Walking by his side – lights were coming on in St George’s Hospital – I mentioned, as though by free association, the name of Gordon Bestwick. This was a friend of his, whom I had met, but only casually, at Christmas time. Charles, protective about any of his circle, wasn’t easy about Gordon’s health, and had been suggesting that I should go to Cambridge next term, and meet him again, to see what my opinion was.

‘Why did you think of him?’ said Charles, clear-voiced.

‘Oh, it just occurred to me that he might be more rational than you are.’

Charles chuckled.

‘I’ve told you, he’s a bit like you. He’s our Bazarov, you know.’

That was a complicated private reference. Charles must have picked up from Francis Getliffe or more probably his wife, the impression that I made on the Marches when they first befriended me. A poor young man: positive: impatient with the anxieties of the rich. Making them feel overdelicate, overnurtured, frail by the side of a new force. In fact, their impression was in most respects fallacious. My character seemed to them more all-of-a piece and stronger just because I was poor and driven on: in the long run, much of the frailty was not on their side but mine. Still, they called me after Turgenev’s hero and for a while made a similar legend about me. And that was what Charles and his circle were duplicating in their reception of Gordon Bestwick.

Charles had met him at Trinity, both of them scholars in their first year. He came from a lorry driver’s family in Smethwick. He was extremely clever; according to Charles, brought up in one of the English academic hothouses, at least as clever as anyone he had known at school. Bestwick was reading economics and had much contempt for the soft subjects, which sounded Bazarov-like enough. I had talked to him only for a few minutes, but no one could have missed noticing his talent. Otherwise he had some presence without being specially prepossessing, and if Charles hadn’t forced his name upon me, I doubted whether I should have gone out of my way to see him again.

That evening, as we were turning parallel to Park Lane, Charles reiterated his praise.

‘He may easily be the ablest of us,’ he said. He was pertinacious, prepared to be boring, about someone he believed in. ‘He’s certain to be a very valuable character.’

He added, with an oblique smile: ‘He’s even a very valuable member of the cell.’

They thought of themselves – it didn’t need saying – as student revolutionaries: Charles knew that I knew: though he, on that October night when I told him of what he called my abdication, had defined with political accuracy where he stood.

He was gazing to our left, where, in the west, over the London smoke, one of the first stars had come out. Charles regarded it with simple pleasure, just as my father might have done. I recalled night walks when I was in trouble, getting some peace from looking at the stars.

‘Old Gordon,’ Charles remarked with amusement, ‘says that we’re fooling ourselves about space travel. We shall never get anywhere worthwhile. He says that science fiction is the modern opium of the people.’

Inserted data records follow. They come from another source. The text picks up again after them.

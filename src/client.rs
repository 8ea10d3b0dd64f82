//! Client-side request façade.
//!
//! Sidebar actions are phrased in page ids ("move `slides-slide-3--docs` up").
//! The [`Client`] translates them into the import-path requests the router
//! understands, using the [`LinkedIndex`] to find the deck's sibling paths,
//! sends them over a [`Transport`], and waits for the correlated response.
//!
//! Two transports are provided:
//!
//! - [`LocalTransport`] calls a [`Router`] in-process (the CLI uses this).
//! - [`LineTransport`] speaks line-delimited JSON over any reader/writer pair,
//!   the client half of [`crate::router::serve`].

use crate::drag::DropIntent;
use crate::index::{Direction, IndexError, LinkedIndex};
use crate::protocol::{
    DeleteSlideRequest, GetSlideSourceRequest, InsertSlideRequest, MoveSlideDownRequest,
    MoveSlideUpRequest, Operation, Request, RequestEnvelope, ResponseEnvelope, SaveSlideRequest,
};
use crate::router::Router;
use crate::store::SlideStore;
use std::io::{self, BufRead, Write};
use thiserror::Error;

#[derive(Error, Debug)]
pub enum ClientError {
    #[error("{op} failed: {message}")]
    Remote { op: Operation, message: String },
    #[error(transparent)]
    Index(#[from] IndexError),
    #[error("Transport error: {0}")]
    Transport(#[from] io::Error),
    #[error("Protocol error: {0}")]
    Protocol(String),
    #[error("{0} is not a slide in a deck")]
    NotInDeck(String),
    #[error("{story_id} has no {direction:?} neighbour in its deck")]
    NoNeighbour {
        story_id: String,
        direction: Direction,
    },
}

/// Carries one request envelope to the router and brings back its response.
pub trait Transport {
    fn round_trip(&mut self, request: &RequestEnvelope) -> io::Result<ResponseEnvelope>;
}

/// In-process transport over a [`Router`].
pub struct LocalTransport<'r, S: SlideStore> {
    router: &'r Router<S>,
}

impl<'r, S: SlideStore> LocalTransport<'r, S> {
    pub fn new(router: &'r Router<S>) -> Self {
        Self { router }
    }
}

impl<S: SlideStore> Transport for LocalTransport<'_, S> {
    fn round_trip(&mut self, request: &RequestEnvelope) -> io::Result<ResponseEnvelope> {
        Ok(self.router.handle(request))
    }
}

/// Line-delimited JSON transport. Lines that are not the awaited response
/// are logged and dropped.
pub struct LineTransport<R: BufRead, W: Write> {
    reader: R,
    writer: W,
}

impl<R: BufRead, W: Write> LineTransport<R, W> {
    pub fn new(reader: R, writer: W) -> Self {
        Self { reader, writer }
    }
}

impl<R: BufRead, W: Write> Transport for LineTransport<R, W> {
    fn round_trip(&mut self, request: &RequestEnvelope) -> io::Result<ResponseEnvelope> {
        serde_json::to_writer(&mut self.writer, request)?;
        self.writer.write_all(b"\n")?;
        self.writer.flush()?;

        let mut line = String::new();
        loop {
            line.clear();
            if self.reader.read_line(&mut line)? == 0 {
                return Err(io::Error::new(
                    io::ErrorKind::UnexpectedEof,
                    format!("channel closed before response to {}", request.id),
                ));
            }
            match serde_json::from_str::<ResponseEnvelope>(&line) {
                Ok(response) if response.id == request.id => return Ok(response),
                Ok(response) => {
                    tracing::debug!(expected = %request.id, got = %response.id, "dropping uncorrelated response");
                }
                Err(e) => {
                    if !line.trim().is_empty() {
                        tracing::warn!(error = %e, "dropping line that is not a response envelope");
                    }
                }
            }
        }
    }
}

/// Issues slide requests on behalf of the sidebar.
pub struct Client<T: Transport> {
    transport: T,
    next_id: u64,
}

impl<T: Transport> Client<T> {
    pub fn new(transport: T) -> Self {
        Self {
            transport,
            next_id: 0,
        }
    }

    fn next_id(&mut self) -> String {
        self.next_id += 1;
        format!("slideset-{}", self.next_id)
    }

    /// Send one typed request and decode its typed response.
    pub fn call<R: Request>(&mut self, request: &R) -> Result<R::Response, ClientError> {
        let id = self.next_id();
        let envelope = RequestEnvelope::new(id, request)
            .map_err(|e| ClientError::Protocol(format!("cannot encode {}: {e}", R::OP)))?;
        tracing::debug!(op = %envelope.op, id = %envelope.id, context = %request.describe(), "sending request");

        let response = self.transport.round_trip(&envelope)?;
        if response.id != envelope.id || response.op != envelope.op {
            return Err(ClientError::Protocol(format!(
                "response {}/{} does not match request {}/{}",
                response.op, response.id, envelope.op, envelope.id
            )));
        }
        if !response.success {
            return Err(ClientError::Remote {
                op: R::OP,
                message: response.error.unwrap_or_default(),
            });
        }
        let payload = response
            .payload
            .ok_or_else(|| ClientError::Protocol(format!("{} response has no payload", R::OP)))?;
        serde_json::from_value(payload)
            .map_err(|e| ClientError::Protocol(format!("bad {} response payload: {e}", R::OP)))
    }

    /// Slide content of a page.
    pub fn get_slide_content(
        &mut self,
        index: &LinkedIndex,
        story_id: &str,
    ) -> Result<String, ClientError> {
        let import_path = import_path_of(index, story_id)?;
        let response = self.call(&GetSlideSourceRequest {
            story_id: story_id.to_string(),
            import_path,
        })?;
        Ok(response.content)
    }

    /// Replace a page's slide content.
    pub fn save_slide(
        &mut self,
        index: &LinkedIndex,
        story_id: &str,
        content: &str,
    ) -> Result<(), ClientError> {
        let import_path = import_path_of(index, story_id)?;
        self.call(&SaveSlideRequest {
            story_id: story_id.to_string(),
            import_path,
            content: content.to_string(),
        })?;
        Ok(())
    }

    /// Swap a slide with its predecessor in the deck.
    pub fn move_slide_up(&mut self, index: &LinkedIndex, story_id: &str) -> Result<(), ClientError> {
        let (paths, position) = deck_position(index, story_id)?;
        if position == 0 {
            return Err(ClientError::NoNeighbour {
                story_id: story_id.to_string(),
                direction: Direction::Prev,
            });
        }
        self.swap_up(&paths, position)
    }

    /// Swap a slide with its successor in the deck.
    pub fn move_slide_down(
        &mut self,
        index: &LinkedIndex,
        story_id: &str,
    ) -> Result<(), ClientError> {
        let (paths, position) = deck_position(index, story_id)?;
        if position + 1 >= paths.len() {
            return Err(ClientError::NoNeighbour {
                story_id: story_id.to_string(),
                direction: Direction::Next,
            });
        }
        self.swap_down(&paths, position)
    }

    fn swap_up(&mut self, paths: &[String], position: usize) -> Result<(), ClientError> {
        self.call(&MoveSlideUpRequest {
            story_import_path: paths[position].clone(),
            previous_import_path: paths[position - 1].clone(),
        })?;
        Ok(())
    }

    fn swap_down(&mut self, paths: &[String], position: usize) -> Result<(), ClientError> {
        self.call(&MoveSlideDownRequest {
            story_import_path: paths[position].clone(),
            next_import_path: paths[position + 1].clone(),
        })?;
        Ok(())
    }

    /// Remove a slide; later slides shift up.
    pub fn delete_slide(&mut self, index: &LinkedIndex, story_id: &str) -> Result<(), ClientError> {
        let target_import_path = import_path_of(index, story_id)?;
        let all_slide_import_paths = index.sibling_import_paths(story_id)?;
        self.call(&DeleteSlideRequest {
            target_import_path,
            all_slide_import_paths,
        })?;
        Ok(())
    }

    /// Insert a slide at position `at` of `story_id`'s deck, returning the
    /// import path of the file that was created.
    pub fn insert_slide_at(
        &mut self,
        index: &LinkedIndex,
        story_id: &str,
        at: usize,
        content: &str,
    ) -> Result<String, ClientError> {
        let all_slide_import_paths = index.sibling_import_paths(story_id)?;
        let response = self.call(&InsertSlideRequest {
            insert_at_index: at,
            all_slide_import_paths,
            content: Some(content.to_string()),
        })?;
        Ok(response.new_import_path)
    }

    /// Insert a slide at the end of `story_id`'s deck.
    pub fn append_slide(
        &mut self,
        index: &LinkedIndex,
        story_id: &str,
        content: &str,
    ) -> Result<String, ClientError> {
        let len = index.siblings(story_id)?.len();
        self.insert_slide_at(index, story_id, len, content)
    }

    /// Carry out a completed drag: move the dragged slide to the drop zone
    /// with adjacent swaps. Returns the number of swaps sent.
    pub fn move_slide_to(
        &mut self,
        index: &LinkedIndex,
        intent: &DropIntent,
    ) -> Result<usize, ClientError> {
        let siblings = index.siblings(&intent.dragged)?;
        let ids: Vec<&str> = siblings.iter().map(|entry| entry.id.as_str()).collect();
        let paths: Vec<String> = siblings
            .iter()
            .map(|entry| entry.import_path.clone())
            .collect();
        let (from, to) = intent
            .positions(&ids)
            .ok_or_else(|| ClientError::NotInDeck(intent.zone.target.clone()))?;

        tracing::debug!(dragged = %intent.dragged, zone = %intent.zone, from, to, "moving slide");
        if from < to {
            for position in from..to {
                self.swap_down(&paths, position)?;
            }
        } else {
            for position in (to + 1..=from).rev() {
                self.swap_up(&paths, position)?;
            }
        }
        Ok(from.abs_diff(to))
    }
}

fn import_path_of(index: &LinkedIndex, story_id: &str) -> Result<String, ClientError> {
    index
        .get(story_id)
        .map(|entry| entry.data.import_path.clone())
        .ok_or_else(|| IndexError::UnknownStory(story_id.to_string()).into())
}

fn deck_position(index: &LinkedIndex, story_id: &str) -> Result<(Vec<String>, usize), ClientError> {
    let position = index
        .position_in_deck(story_id)?
        .ok_or_else(|| ClientError::NotInDeck(story_id.to_string()))?;
    Ok((index.sibling_import_paths(story_id)?, position))
}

He added: ‘Sensible enough for you, isn’t he?’

During that conversation, and the others we had that week, Charles did not leave out the name of Muriel. He brought it in along with a dozen more, without either obtruding it or playing it down. He spoke of her as though she were one of the inner group (which included not only school and Cambridge friends, but also one or two studying in London, such as his cousin Nina), but he didn’t single her out or ask a question about her.